Hugh Rosenbaum tells me that Emma Murphy’s Venetian workshop in October is full. If you have managed to get a place I’d recommend taking a small torch in case you find yourself in a dark corner as I did last time I was there for a workshop, but with luck they will have replaced the missing bulbs by now. Nicola Wilson-Smith still has room for another tenor and a couple of altos and high sopranos at the Sheppard workshop. If you’re going to this one, please check that you paid the correct amount as we’re having to charge slightly more for it.

There are forms for the November 8th baroque chamber music day and the Christmas event in this mailing. They both come to me but please be sure to use two separate cheques. The baroque day has been moved to Sunday to avoid sharing the building with the children’s Saturday school. It was great to have so many singers at Ardingly this year and more would be welcome at the baroque day too as instrumentalists love to play obbligato parts with singers (though you must be able to hold a part on your own and be a good sight-reader). I hope the day doesn’t clash with any orchestra concerts so that we can have a good number of strings and do some Brandenburg concertos and other larger works. I’ve recently acquired the orchestral parts for Handel’s Messiah which some people might like to dip into. Singers please bring a score if that appeals to you.

And finally, many congratulations to David Butler and Vivien Price who got married in August.

Victoria Helby



Chairman’s Chat

The National Early Music Association has been digitising back-numbers of its Early Music Performer journal and they are now available for download at
www.earlymusic.info/Performer.php.
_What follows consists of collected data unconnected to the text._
mod common;

use std::path::Path;
use std::sync::Arc;

use common::{settings_with_keys, test_config, FakeArena, FILE_ID};
use ragrace_arena::error::{AppError, BattleError, ConfigError};
use ragrace_arena::models::{BenchmarkRequest, Provider};
use ragrace_arena::orchestrator::{App, ProviderTally};
use ragrace_arena::services::OutputWriter;
use ragrace_arena::workflow::{CompareFlow, CostOutcome, ResultsBrowser};
use ragrace_arena::Config;

#[tokio::test]
async fn test_failing_provider_does_not_block_others() {
    let fake = Arc::new(FakeArena::new());
    fake.failing_providers
        .lock()
        .unwrap()
        .push("reducto".to_string());
    let flow = CompareFlow::new(fake.clone()).unwrap();

    let doc = flow.upload(Path::new("paper.pdf")).await.unwrap();
    let outcome = flow
        .run(&doc, &Provider::ALL, &settings_with_keys(), None)
        .await
        .unwrap();

    assert_eq!(outcome.providers.len(), 3);
    assert_eq!(outcome.success_count(), 2);
    let failures: Vec<_> = outcome.failures().collect();
    assert_eq!(failures.len(), 1);
    assert_eq!(*failures[0].0, Provider::Reducto);
    assert_eq!(failures[0].1, "reducto parsing failed");

    let llama = outcome.providers[0].result.as_ref().unwrap();
    assert_eq!(llama.pages.len(), 3);

    // 每个 provider 单独请求，按给定顺序
    let requests = fake.compare_requests.lock().unwrap().clone();
    let order: Vec<_> = requests.iter().map(|r| r.providers.clone()).collect();
    assert_eq!(
        order,
        vec![
            vec![Provider::LlamaIndex],
            vec![Provider::Reducto],
            vec![Provider::LandingAI]
        ]
    );
    assert!(requests.iter().all(|r| !r.battle_mode && r.api_keys.len() == 1));
}

#[tokio::test]
async fn test_missing_key_is_inline_error() {
    let fake = Arc::new(FakeArena::new());
    let flow = CompareFlow::new(fake.clone()).unwrap();
    let mut settings = settings_with_keys();
    settings.api_keys.insert("landingai".to_string(), "  ".to_string());

    let doc = flow.attach(FILE_ID).await.unwrap();
    let outcome = flow
        .run(&doc, &Provider::ALL, &settings, Some(1))
        .await
        .unwrap();

    assert_eq!(outcome.success_count(), 2);
    let (provider, error) = outcome.failures().next().unwrap();
    assert_eq!(*provider, Provider::LandingAI);
    assert!(error.contains("LandingAI"));
    assert_eq!(fake.count_calls("compare:landingai"), 0);

    let rendered = flow.render(&outcome.providers[2]);
    assert!(rendered.starts_with("# LandingAI"));
    assert!(rendered.contains("❌"));
}

#[tokio::test]
async fn test_cost_ranked_and_estimated_on_failure() {
    let fake = Arc::new(FakeArena::new());
    let flow = CompareFlow::new(fake.clone()).unwrap();
    let doc = flow.attach(FILE_ID).await.unwrap();

    let outcome = flow
        .run(&doc, &Provider::ALL, &settings_with_keys(), None)
        .await
        .unwrap();
    assert!(matches!(outcome.cost, CostOutcome::Backend(_)));
    let ranked: Vec<_> = flow
        .cost_service()
        .rank_by_cost(outcome.cost.costs())
        .iter()
        .map(|c| c.provider.clone())
        .collect();
    assert_eq!(ranked, vec!["landingai", "reducto", "llamaindex"]);

    *fake.cost_fails.lock().unwrap() = true;
    let outcome = flow
        .run(&doc, &Provider::ALL, &settings_with_keys(), Some(2))
        .await
        .unwrap();
    match &outcome.cost {
        CostOutcome::Estimated { estimate, error } => {
            assert_eq!(error, "cost service down");
            assert_eq!(estimate.costs["landingai"].credits, 3.0);
        }
        other => panic!("expected estimate, got {other:?}"),
    }
}

#[tokio::test]
async fn test_page_out_of_range() {
    let fake = Arc::new(FakeArena::new());
    let flow = CompareFlow::new(fake.clone()).unwrap();
    let doc = flow.attach(FILE_ID).await.unwrap();

    let err = flow
        .run(&doc, &Provider::ALL, &settings_with_keys(), Some(9))
        .await
        .unwrap_err();
    assert!(matches!(
        err,
        AppError::Battle(BattleError::PageOutOfRange { page: 9, page_count: 3 })
    ));
    assert_eq!(fake.count_calls("compare"), 0);
}

#[tokio::test]
async fn test_save_writes_reports_and_cost() {
    let dir = tempfile::tempdir().unwrap();
    let fake = Arc::new(FakeArena::new());
    let flow = CompareFlow::new(fake.clone()).unwrap();
    let doc = flow.upload(Path::new("annual-report.pdf")).await.unwrap();

    let outcome = flow
        .run(&doc, &[Provider::Reducto], &settings_with_keys(), Some(1))
        .await
        .unwrap();
    let written = flow
        .save(&outcome, &OutputWriter::new(dir.path()))
        .await
        .unwrap();

    assert_eq!(written.len(), 2);
    let report = std::fs::read_to_string(dir.path().join("annual-report").join("reducto.md")).unwrap();
    assert!(report.starts_with("# Reducto"));
    assert!(report.contains("## 第 1 页\n\noutput 1 page 1"));
    assert!(dir.path().join("annual-report").join("cost.json").exists());
}

#[tokio::test]
async fn test_results_limit_checked_locally() {
    let fake = Arc::new(FakeArena::new());
    let browser = ResultsBrowser::new(fake.clone());

    for limit in [0, 101] {
        let err = browser.list_runs(None, limit, 0).await.unwrap_err();
        assert!(matches!(err, AppError::Config(ConfigError::InvalidValue { .. })));
    }
    assert_eq!(fake.count_calls("list_results"), 0);

    let page = browser.list_runs(Some("qasper"), 20, 20).await.unwrap();
    assert_eq!(page.runs.len(), 20);
    assert_eq!(page.next_offset(), Some(40));

    let last = browser.list_runs(None, 20, 40).await.unwrap();
    assert_eq!(last.runs.len(), 5);
    assert_eq!(last.next_offset(), None);
}

#[tokio::test]
async fn test_run_detail_errors_surface_detail() {
    let fake = Arc::new(FakeArena::new());
    let browser = ResultsBrowser::new(fake.clone());

    let err = browser.run_detail("missing").await.unwrap_err();
    assert_eq!(err.user_message(), "Run missing not found");

    let run = browser.run_detail("run_001").await.unwrap();
    let averages = browser.performance().provider_averages(&run);
    assert_eq!(averages.len(), 1);
    assert_eq!(averages[0].provider, "llamaindex");
}

#[tokio::test]
async fn test_performance_ranking_defaults_to_first_metric() {
    let fake = Arc::new(FakeArena::new());
    let browser = ResultsBrowser::new(fake.clone());
    let summary = browser.dataset_performance("qasper").await.unwrap();

    let (metric, ranked) = browser.ranking(&summary, None);
    assert_eq!(metric.as_deref(), Some("context_recall"));
    let names: Vec<_> = ranked.iter().map(|p| p.provider.as_str()).collect();
    assert_eq!(names, vec!["llamaindex", "reducto", "landingai"]);

    let (_, ranked) = browser.ranking(&summary, Some("faithfulness"));
    let names: Vec<_> = ranked.iter().map(|p| p.provider.as_str()).collect();
    assert_eq!(names, vec!["landingai", "reducto", "llamaindex"]);
}

#[tokio::test]
async fn test_benchmark_uses_settings_keys() {
    let fake = Arc::new(FakeArena::new());
    let browser = ResultsBrowser::new(fake.clone());

    let request = BenchmarkRequest::new("qasper", vec![Provider::LandingAI]);
    let response = browser
        .run_benchmark(request, &settings_with_keys())
        .await
        .unwrap();
    assert_eq!(response.run_id, "run_new");

    let sent = fake.benchmark_requests.lock().unwrap()[0].clone();
    let keys = sent.api_keys.unwrap();
    assert_eq!(keys["vision_agent"], "la-test");
    assert_eq!(keys["openai"], "sk-test");
    assert!(!keys.contains_key("landingai"));
}

#[test]
fn test_dataset_listing_blocking() {
    let fake = Arc::new(FakeArena::new());
    let browser = ResultsBrowser::new(fake.clone());

    let datasets = tokio_test::block_on(browser.datasets()).unwrap();
    assert_eq!(datasets[0].name, "qasper");
    assert_eq!(datasets[0].available_splits, vec!["train", "validation"]);
}

#[tokio::test]
async fn test_batch_compares_every_pdf() {
    let input = tempfile::tempdir().unwrap();
    let output = tempfile::tempdir().unwrap();
    for name in ["a.pdf", "b.PDF", "c.pdf", "notes.txt"] {
        std::fs::write(input.path().join(name), b"%PDF-1.4").unwrap();
    }

    let config = Config {
        pdf_folder: input.path().to_string_lossy().to_string(),
        output_dir: output.path().to_string_lossy().to_string(),
        max_concurrent_documents: 2,
        ..test_config()
    };
    let fake = Arc::new(FakeArena::new());
    fake.failing_providers
        .lock()
        .unwrap()
        .push("landingai".to_string());

    let app = App::initialize(
        config,
        fake.clone(),
        settings_with_keys(),
        vec![Provider::Reducto, Provider::LandingAI],
        None,
    )
    .unwrap();
    let stats = app.run().await.unwrap();

    assert_eq!(stats.total, 3);
    assert_eq!(stats.success, 3);
    assert_eq!(stats.failed, 0);
    assert_eq!(fake.count_calls("upload"), 3);
    assert_eq!(stats.providers[&Provider::Reducto], ProviderTally { success: 3, failed: 0 });
    assert_eq!(stats.providers[&Provider::LandingAI], ProviderTally { success: 0, failed: 3 });
    assert!(stats.total_usd > 0.0);

    let log = std::fs::read_to_string(output.path().join("batch.log")).unwrap();
    assert!(log.contains("provider: Reducto, LandingAI | 范围: 整份文档"));
    assert!(log.contains("LandingAI 失败"));
    assert!(log.contains("LandingAI  成功 0/3 (0%)"));
    assert!(log.contains("费用合计"));
}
Because they are mostly scans they are quite bulky and some have been split into sections to keep file size down. Optical character recognition has been used to capture the text and although pretty good, there are some errors – for example Anthony Rowland-Jones has come out as Rouiland-Fones in one place. There are some excellent articles and I particularly recommend an article on viol sizes in issue 16 by the late John Catch, a TVEMF member for many years.

On the subject of Internet resources I should mention that there are a number of Facebook groups relevant to early music. Firstly of course there is the TVEMF group www.facebook.com/groups/167039029092/ but there is the Early Music group www.facebook.com/groups/2204637648/, the Early Music Events group
www.facebook.com/groups/early.music.events.uk/ and my favourite, the Cornetto - Zink - Cornet à bouquin group www.facebook.com/groups/711332708925479/, which has links to some fine music, not just for cornett.

I'm not really a Facebook enthusiast and getting notification of pictures and videos posted by my friend Wayne, who is playing and singing with Philip Thorby in Venice as I write this, is an exquisite form of torture. Still we can all enjoy the sounds of Venice on October 10th at the TVEMF workshop with Emma Murphy and on September 26th we can sample the very different sound world of John Sheppard, born some 500 years ago.

David Fletcher



Letter to the Editor

Dear Ms. Helby,

Might I suggest there may be a good number of our fellow early music enthusiasts who would enjoy listening to the Early Music (Oude Muziek) stream on the internet, from the website www.concertzender.nl. The site furnishes early music 24-hours-per-day, without any advertisements, featuring consistently excellent performances, in their entirety, often of obscure and intriguing compositions and composers.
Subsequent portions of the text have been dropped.